use serde::{Deserialize, Serialize};
use serde_json::{Map, Value};

/// Describes one resource kind: its type tag, the attributes it carries,
/// its relationships and the resource level meta fields worth mapping.
///
/// A descriptor is registered under `name`. Most descriptors use their type as
/// name; summaries of a resource that is side-loaded with fewer attributes get
/// their own name (e.g. `teams.summary`).
#[derive(Debug, Clone, PartialEq, Serialize, Deserialize)]
pub struct ResourceDescriptor {
    #[serde(default)]
    pub name: String,
    #[serde(rename = "type")]
    pub resource_type: String,
    #[serde(default)]
    pub attributes: Vec<AttributeSpec>,
    #[serde(default)]
    pub relationships: Vec<RelationshipSpec>,
    #[serde(default)]
    pub meta: Vec<AttributeSpec>,
}

impl ResourceDescriptor {
    pub fn new(resource_type: impl Into<String>) -> Self {
        let resource_type = resource_type.into();
        Self {
            name: resource_type.clone(),
            resource_type,
            attributes: Vec::new(),
            relationships: Vec::new(),
            meta: Vec::new(),
        }
    }

    pub fn named(mut self, name: impl Into<String>) -> Self {
        self.name = name.into();
        self
    }

    pub fn attribute(mut self, spec: AttributeSpec) -> Self {
        self.attributes.push(spec);
        self
    }

    pub fn relationship(mut self, spec: RelationshipSpec) -> Self {
        self.relationships.push(spec);
        self
    }

    pub fn meta(mut self, spec: AttributeSpec) -> Self {
        self.meta.push(spec);
        self
    }

    pub fn find_attribute(&self, name: &str) -> Option<&AttributeSpec> {
        self.attributes.iter().find(|a| a.name == name)
    }

    pub fn find_relationship(&self, name: &str) -> Option<&RelationshipSpec> {
        self.relationships.iter().find(|r| r.name == name)
    }
}

/// The primitive or composite kind of an attribute value.
#[derive(Debug, Clone, PartialEq, Serialize, Deserialize)]
#[serde(rename_all = "snake_case")]
pub enum FieldKind {
    String,
    Integer,
    Number,
    Boolean,
    /// Calendar date, `%Y-%m-%d` unless the attribute declares a format
    Date,
    /// UTC timestamp, `%Y-%m-%d %H:%M:%S` unless the attribute declares a format
    DateTime,
    /// Time of day, `%H:%M` unless the attribute declares a format
    Time,
    /// Anything, copied as is
    Any,
    Array(Box<FieldKind>),
    Object(Vec<AttributeSpec>),
}

impl FieldKind {
    pub fn label(&self) -> &'static str {
        match self {
            FieldKind::String => "string",
            FieldKind::Integer => "integer",
            FieldKind::Number => "number",
            FieldKind::Boolean => "boolean",
            FieldKind::Date => "date",
            FieldKind::DateTime => "datetime",
            FieldKind::Time => "time",
            FieldKind::Any => "any",
            FieldKind::Array(_) => "array",
            FieldKind::Object(_) => "object",
        }
    }
}

fn default_true() -> bool {
    true
}

/// Declares one attribute.
///
/// `name` is the wire name and may be a dotted path into nested wire objects
/// (`event.start_date`). `field` is the domain path, also dotted for nested
/// domain objects (`license.number`); it defaults to the camelCase of `name`.
#[derive(Debug, Clone, PartialEq, Serialize, Deserialize)]
pub struct AttributeSpec {
    pub name: String,
    #[serde(default, skip_serializing_if = "Option::is_none")]
    pub field: Option<String>,
    pub kind: FieldKind,
    #[serde(default)]
    pub nullable: bool,
    #[serde(default = "default_true")]
    pub required: bool,
    #[serde(default, skip_serializing_if = "Option::is_none")]
    pub default: Option<Value>,
    #[serde(default, skip_serializing_if = "Option::is_none")]
    pub format: Option<String>,
}

impl AttributeSpec {
    pub fn new(name: impl Into<String>, kind: FieldKind) -> Self {
        Self {
            name: name.into(),
            field: None,
            kind,
            nullable: false,
            required: true,
            default: None,
            format: None,
        }
    }

    pub fn string(name: &str) -> Self {
        Self::new(name, FieldKind::String)
    }

    pub fn integer(name: &str) -> Self {
        Self::new(name, FieldKind::Integer)
    }

    pub fn number(name: &str) -> Self {
        Self::new(name, FieldKind::Number)
    }

    pub fn boolean(name: &str) -> Self {
        Self::new(name, FieldKind::Boolean)
    }

    pub fn date(name: &str) -> Self {
        Self::new(name, FieldKind::Date)
    }

    pub fn datetime(name: &str) -> Self {
        Self::new(name, FieldKind::DateTime)
    }

    pub fn time(name: &str) -> Self {
        Self::new(name, FieldKind::Time)
    }

    pub fn any(name: &str) -> Self {
        Self::new(name, FieldKind::Any)
    }

    pub fn array(name: &str, items: FieldKind) -> Self {
        Self::new(name, FieldKind::Array(Box::new(items)))
    }

    pub fn object(name: &str, fields: Vec<AttributeSpec>) -> Self {
        Self::new(name, FieldKind::Object(fields))
    }

    /// Domain path this attribute is mapped to.
    pub fn field(mut self, field: &str) -> Self {
        self.field = Some(field.to_string());
        self
    }

    pub fn nullable(mut self) -> Self {
        self.nullable = true;
        self
    }

    pub fn optional(mut self) -> Self {
        self.required = false;
        self
    }

    /// Value used when the attribute is missing. Implies optional.
    pub fn default_value(mut self, value: Value) -> Self {
        self.required = false;
        self.default = Some(value);
        self
    }

    pub fn format(mut self, format: &str) -> Self {
        self.format = Some(format.to_string());
        self
    }

    pub fn domain_field(&self) -> String {
        match &self.field {
            Some(field) => field.clone(),
            None => camel_case_path(&self.name),
        }
    }
}

#[derive(Debug, Clone, Copy, PartialEq, Eq, Serialize, Deserialize)]
#[serde(rename_all = "snake_case")]
pub enum Cardinality {
    One,
    Many,
}

/// Declares one relationship.
///
/// `target` is the resource type the identifiers must carry, `schema` the
/// descriptor used to map the related resource (defaults to `target`).
#[derive(Debug, Clone, PartialEq, Serialize, Deserialize)]
pub struct RelationshipSpec {
    pub name: String,
    #[serde(default, skip_serializing_if = "Option::is_none")]
    pub field: Option<String>,
    pub cardinality: Cardinality,
    #[serde(default, skip_serializing_if = "Option::is_none")]
    pub target: Option<String>,
    #[serde(default, skip_serializing_if = "Option::is_none")]
    pub schema: Option<String>,
    #[serde(default)]
    pub required: bool,
}

impl RelationshipSpec {
    pub fn one(name: &str, target: &str) -> Self {
        Self::new(name, target, Cardinality::One)
    }

    pub fn many(name: &str, target: &str) -> Self {
        Self::new(name, target, Cardinality::Many)
    }

    fn new(name: &str, target: &str, cardinality: Cardinality) -> Self {
        Self {
            name: name.to_string(),
            field: None,
            cardinality,
            target: Some(target.to_string()),
            schema: None,
            required: false,
        }
    }

    pub fn field(mut self, field: &str) -> Self {
        self.field = Some(field.to_string());
        self
    }

    pub fn schema(mut self, schema: &str) -> Self {
        self.schema = Some(schema.to_string());
        self
    }

    pub fn required(mut self) -> Self {
        self.required = true;
        self
    }

    pub fn domain_field(&self) -> String {
        match &self.field {
            Some(field) => field.clone(),
            None => camel_case_path(&self.name),
        }
    }

    /// Descriptor name used for related resources, if any is known.
    pub fn schema_name(&self) -> Option<&str> {
        self.schema.as_deref().or(self.target.as_deref())
    }
}

/// `license_end_date` -> `licenseEndDate`, `iso_2` -> `iso2`
pub fn camel_case(name: &str) -> String {
    let mut out = String::with_capacity(name.len());
    let mut upper = false;
    for c in name.chars() {
        if c == '_' {
            upper = !out.is_empty();
            continue;
        }
        if upper {
            out.extend(c.to_uppercase());
            upper = false;
        } else {
            out.push(c);
        }
    }
    out
}

/// camelCase every segment of a dotted path
pub fn camel_case_path(path: &str) -> String {
    path.split('.').map(camel_case).collect::<Vec<_>>().join(".")
}

/// Look up a dotted path in a JSON object.
pub fn get_path<'v>(map: &'v Map<String, Value>, path: &str) -> Option<&'v Value> {
    let mut segments = path.split('.');
    let mut current = map.get(segments.next()?)?;
    for segment in segments {
        current = current.as_object()?.get(segment)?;
    }
    Some(current)
}

/// Insert a value at a dotted path, creating intermediate objects.
/// A non-object value in the way is replaced.
pub fn insert_path(map: &mut Map<String, Value>, path: &str, value: Value) {
    match path.split_once('.') {
        None => {
            map.insert(path.to_string(), value);
        }
        Some((head, rest)) => {
            let entry = map.entry(head.to_string()).or_insert_with(|| Value::Object(Map::new()));
            if !entry.is_object() {
                *entry = Value::Object(Map::new());
            }
            if let Value::Object(inner) = entry {
                insert_path(inner, rest, value);
            }
        }
    }
}

#[cfg(test)]
mod tests {
    use super::*;
    use serde_json::json;

    #[test]
    fn camel_case_names() {
        assert_eq!(camel_case("license_end_date"), "licenseEndDate");
        assert_eq!(camel_case("iso_2"), "iso2");
        assert_eq!(camel_case("name"), "name");
        assert_eq!(camel_case("_private"), "private");
        assert_eq!(camel_case_path("event.start_date"), "event.startDate");
    }

    #[test]
    fn domain_field_defaults_to_camel_case() {
        assert_eq!(AttributeSpec::string("first_name").domain_field(), "firstName");
        assert_eq!(AttributeSpec::string("license_number").field("license.number").domain_field(), "license.number");
        assert_eq!(RelationshipSpec::many("team_members", "team_members").domain_field(), "teamMembers");
    }

    #[test]
    fn default_value_makes_attribute_optional() {
        let spec = AttributeSpec::boolean("new").default_value(json!(false));
        assert!(!spec.required);
        assert_eq!(spec.default, Some(json!(false)));
    }

    #[test]
    fn dotted_paths() {
        let mut map = Map::new();
        insert_path(&mut map, "event.start_date", json!("2024-01-01 10:00:00"));
        insert_path(&mut map, "event.active", json!(true));
        assert_eq!(Value::Object(map.clone()), json!({"event": {"start_date": "2024-01-01 10:00:00", "active": true}}));
        assert_eq!(get_path(&map, "event.active"), Some(&json!(true)));
        assert_eq!(get_path(&map, "event.missing"), None);
        assert_eq!(get_path(&map, "event.active.deeper"), None);
    }

    #[test]
    fn schema_name_prefers_explicit_schema() {
        let rel = RelationshipSpec::one("team", "teams").schema("teams.summary");
        assert_eq!(rel.schema_name(), Some("teams.summary"));
        assert_eq!(RelationshipSpec::one("team", "teams").schema_name(), Some("teams"));
    }
}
______
### PROBLEM DESCRIPTION
Supply the number of lines above that contain the word "false", and nothing else.

### TASK SOLUTION
8